**To do**.
All that should come back is the lines of the data below from the one containing "use pdfium_render::prelude::*;" to the one containing "pub trait Rasterizer: Send", inclusive, exactly as they stand.

**Dataset records**.

= = =

//! pdfium binding.
//!
//! pdfium is a C++ shared library loaded at runtime. Binding is done once per
//! process; the resulting [`Pdfium`] handle is shared through an [`Arc`] by
//! the rasteriser and the composer. `pdfium-render`'s `sync` feature makes
//! the handle `Send + Sync`; `thread_safe` serialises calls into the library.
//!
//! ## Library resolution (first match wins)
//!
//! 1. the path given in [`crate::ConversionConfig::pdfium_lib_path`]
//! 2. `PDFIUM_LIB_PATH` (a library file, or a directory containing one)
//! 3. the platform library name in the current working directory
//! 4. the system library search path

use crate::error::ConvertError;
use pdfium_render::prelude::Pdfium;
use std::path::{Path, PathBuf};
use std::sync::{Arc, Mutex};
use tracing::{debug, info};

/// Environment variable naming an existing pdfium library.
pub const PDFIUM_LIB_PATH_ENV: &str = "PDFIUM_LIB_PATH";

// Binding twice in one process is rejected by pdfium-render, so the first
// successful handle is kept for every later caller.
static BOUND: Mutex<Option<Arc<Pdfium>>> = Mutex::new(None);

/// Bind to pdfium, or return the handle bound earlier in this process.
///
/// `explicit` takes priority over every other source. Once a library has been
/// bound, later calls return it regardless of `explicit`.
pub fn bind_pdfium(explicit: Option<&Path>) -> Result<Arc<Pdfium>, ConvertError> {
    let mut bound = BOUND
        .lock()
        .map_err(|_| ConvertError::Internal("pdfium binding lock poisoned".into()))?;

    if let Some(pdfium) = bound.as_ref() {
        return Ok(Arc::clone(pdfium));
    }

    let pdfium = Arc::new(resolve_and_bind(explicit)?);
    *bound = Some(Arc::clone(&pdfium));
    Ok(pdfium)
}

fn resolve_and_bind(explicit: Option<&Path>) -> Result<Pdfium, ConvertError> {
    if let Some(path) = explicit {
        return bind_from_path(&library_file(path));
    }

    if let Ok(p) = std::env::var(PDFIUM_LIB_PATH_ENV) {
        if !p.is_empty() {
            return bind_from_path(&library_file(Path::new(&p)));
        }
    }

    let local = Pdfium::pdfium_platform_library_name_at_path("./");
    if local.exists() {
        return bind_from_path(&local);
    }

    debug!("No local pdfium library, trying system search path");
    Pdfium::bind_to_system_library()
        .map(Pdfium::new)
        .map_err(|e| ConvertError::EngineUnavailable(format!("system library: {e}")))
}

/// Accept either the library file itself or the directory that holds it.
fn library_file(path: &Path) -> PathBuf {
    if path.is_dir() {
        Pdfium::pdfium_platform_library_name_at_path(path)
    } else {
        path.to_path_buf()
    }
}

fn bind_from_path(path: &Path) -> Result<Pdfium, ConvertError> {
    let pdfium = Pdfium::bind_to_library(path)
        .map(Pdfium::new)
        .map_err(|e| ConvertError::EngineUnavailable(format!("'{}': {e}", path.display())))?;
    info!("Bound pdfium from {}", path.display());
    Ok(pdfium)
}
//! PDF rasterisation: render every page to a `DynamicImage` via pdfium.
//!
//! pdfium is blocking and CPU-bound; [`crate::convert::Converter`] calls
//! [`Rasterizer::rasterize`] from `tokio::task::spawn_blocking` so Tokio
//! worker threads never stall on a large document.
//!
//! Pages are rendered at the configured DPI, capped at
//! `max_rendered_pixels` on either edge so a poster-sized page cannot exhaust
//! memory.

use crate::config::ConversionConfig;
use crate::error::ConvertError;
use image::DynamicImage;
use pdfium_render::prelude::*;
use std::sync::Arc;
use tracing::{debug, info};

/// Bytes pdfium tolerates before the `%PDF` header.
const HEADER_SEARCH_WINDOW: usize = 1024;

/// Turns PDF bytes into one raster image per page, in page order.
///
/// Implementations must fail the whole call if any page fails; partial
/// output is never returned.
pub trait Rasterizer: Send + Sync {
    fn rasterize(&self, pdf: &[u8]) -> Result<Vec<DynamicImage>, ConvertError>;
}

/// [`Rasterizer`] backed by pdfium.
pub struct PdfiumRasterizer {
    pdfium: Arc<Pdfium>,
    scale: f32,
    max_pixels: u32,
}

impl PdfiumRasterizer {
    pub fn new(pdfium: Arc<Pdfium>, config: &ConversionConfig) -> Self {
        Self {
            pdfium,
            scale: config.render_scale(),
            max_pixels: config.max_rendered_pixels,
        }
    }
}

impl Rasterizer for PdfiumRasterizer {
    fn rasterize(&self, pdf: &[u8]) -> Result<Vec<DynamicImage>, ConvertError> {
        if !looks_like_pdf(pdf) {
            return Err(ConvertError::RasterizationFailed {
                page: None,
                detail: "file is not a PDF document".into(),
            });
        }

        let document = self
            .pdfium
            .load_pdf_from_byte_slice(pdf, None)
            .map_err(|e| ConvertError::RasterizationFailed {
                page: None,
                detail: format!("{:?}", e),
            })?;

        let pages = document.pages();
        let total_pages = pages.len() as usize;
        if total_pages == 0 {
            return Err(ConvertError::RasterizationFailed {
                page: None,
                detail: "document has no pages".into(),
            });
        }
        info!("PDF loaded: {} pages", total_pages);

        let render_config = PdfRenderConfig::new()
            .scale_page_by_factor(self.scale)
            .set_maximum_width(self.max_pixels as i32)
            .set_maximum_height(self.max_pixels as i32);

        let mut images = Vec::with_capacity(total_pages);
        for (idx, page) in pages.iter().enumerate() {
            let bitmap = page.render_with_config(&render_config).map_err(|e| {
                ConvertError::RasterizationFailed {
                    page: Some(idx + 1),
                    detail: format!("page {}: {:?}", idx + 1, e),
                }
            })?;

            let image = bitmap.as_image();
            debug!(
                "Rendered page {} → {}x{} px",
                idx + 1,
                image.width(),
                image.height()
            );
            images.push(image);
        }

        Ok(images)
    }
}

/// `true` if a `%PDF` header appears where pdfium would look for it.
pub fn looks_like_pdf(bytes: &[u8]) -> bool {
    let window = &bytes[..bytes.len().min(HEADER_SEARCH_WINDOW)];
    window.windows(4).any(|w| w == b"%PDF")
}
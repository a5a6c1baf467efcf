//! Conversion results.

use crate::batch::JobKind;
use crate::store::artifact_key;
use bytes::Bytes;
use serde::Serialize;

/// Page images produced from a PDF, in page order.
#[derive(Debug, Clone, PartialEq, Eq, Serialize)]
pub struct ImageArtifacts {
    /// Per-job token prefixing every storage key.
    pub namespace: String,
    /// `{stem}_page_{n}.png`, n from 1.
    pub names: Vec<String>,
}

impl ImageArtifacts {
    /// Storage keys of the pages, in page order.
    pub fn keys(&self) -> Vec<String> {
        self.names
            .iter()
            .map(|name| artifact_key(&self.namespace, name))
            .collect()
    }
}

/// A composed PDF, returned directly rather than stored.
#[derive(Debug, Clone, PartialEq, Eq)]
pub struct PdfArtifact {
    pub bytes: Bytes,
    /// `{stem}.pdf`.
    pub download_name: String,
}

/// What a successful job produced.
#[derive(Debug, Clone, PartialEq, Eq)]
pub enum ConversionOutput {
    Images(ImageArtifacts),
    Pdf(PdfArtifact),
}

impl ConversionOutput {
    pub fn kind(&self) -> JobKind {
        match self {
            ConversionOutput::Images(_) => JobKind::PdfToImages,
            ConversionOutput::Pdf(_) => JobKind::ImagesToPdf,
        }
    }
}

/// Outcome of [`crate::convert::Converter::run`]: every failure already
/// reduced to a message that is safe to show the uploader.
#[derive(Debug, Clone, PartialEq, Eq)]
pub enum ConversionResult {
    ImageArtifacts(ImageArtifacts),
    PdfArtifact(PdfArtifact),
    Failure { message: String },
}

impl From<ConversionOutput> for ConversionResult {
    fn from(output: ConversionOutput) -> Self {
        match output {
            ConversionOutput::Images(images) => ConversionResult::ImageArtifacts(images),
            ConversionOutput::Pdf(pdf) => ConversionResult::PdfArtifact(pdf),
        }
    }
}

#[cfg(test)]
mod tests {
    use super::*;

    #[test]
    fn keys_are_namespaced_in_page_order() {
        let artifacts = ImageArtifacts {
            namespace: "abc".into(),
            names: vec!["doc_page_1.png".into(), "doc_page_2.png".into()],
        };
        assert_eq!(artifacts.keys(), ["abc/doc_page_1.png", "abc/doc_page_2.png"]);
    }
}
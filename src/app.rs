use std::path::PathBuf;

use eframe::egui;

use crate::state::{AppState, DatasetView};
use crate::ui::{panels, plot, table};

// ---------------------------------------------------------------------------
// eframe App implementation
// ---------------------------------------------------------------------------

pub struct SalaryLensApp {
    pub state: AppState,
}

impl SalaryLensApp {
    /// Create the app, starting a background load of `initial_path` if given.
    pub fn new(ctx: &egui::Context, initial_path: Option<PathBuf>) -> Self {
        let mut state = AppState::default();
        if let Some(path) = initial_path {
            let ctx = ctx.clone();
            state.request_load(path, move || ctx.request_repaint());
        }
        Self { state }
    }
}

impl eframe::App for SalaryLensApp {
    fn update(&mut self, ctx: &egui::Context, _frame: &mut eframe::Frame) {
        self.state.poll_pending();

        // ---- Top panel: menu bar ----
        egui::TopBottomPanel::top("top_bar").show(ctx, |ui| {
            panels::top_bar(ui, &mut self.state);
        });

        if self.state.view() != DatasetView::Ready {
            egui::CentralPanel::default().show(ctx, |ui| {
                panels::empty_state(ui, self.state.view());
            });
            return;
        }

        // ---- Left side panel: yearly table ----
        egui::SidePanel::left("summary_panel")
            .default_width(380.0)
            .resizable(true)
            .show(ctx, |ui| {
                ui.heading("Jobs per year");
                ui.separator();
                table::summary_table(ui, &mut self.state);
            });

        // ---- Bottom panel: job titles of the selected year ----
        egui::TopBottomPanel::bottom("breakdown_panel")
            .default_height(260.0)
            .resizable(true)
            .show(ctx, |ui| {
                table::breakdown_table(ui, &self.state);
            });

        // ---- Central panel: chart ----
        egui::CentralPanel::default().show(ctx, |ui| {
            plot::jobs_per_year_plot(ui, &mut self.state);
        });
    }
}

= = =

**Answer section**.
use pdfium_render::prelude::*;
use std::sync::Arc;
use tracing::{debug, info};

/// Bytes pdfium tolerates before the `%PDF` header.
const HEADER_SEARCH_WINDOW: usize = 1024;

/// Turns PDF bytes into one raster image per page, in page order.
///
/// Implementations must fail the whole call if any page fails; partial
/// output is never returned.
pub trait Rasterizer: Send + Sync {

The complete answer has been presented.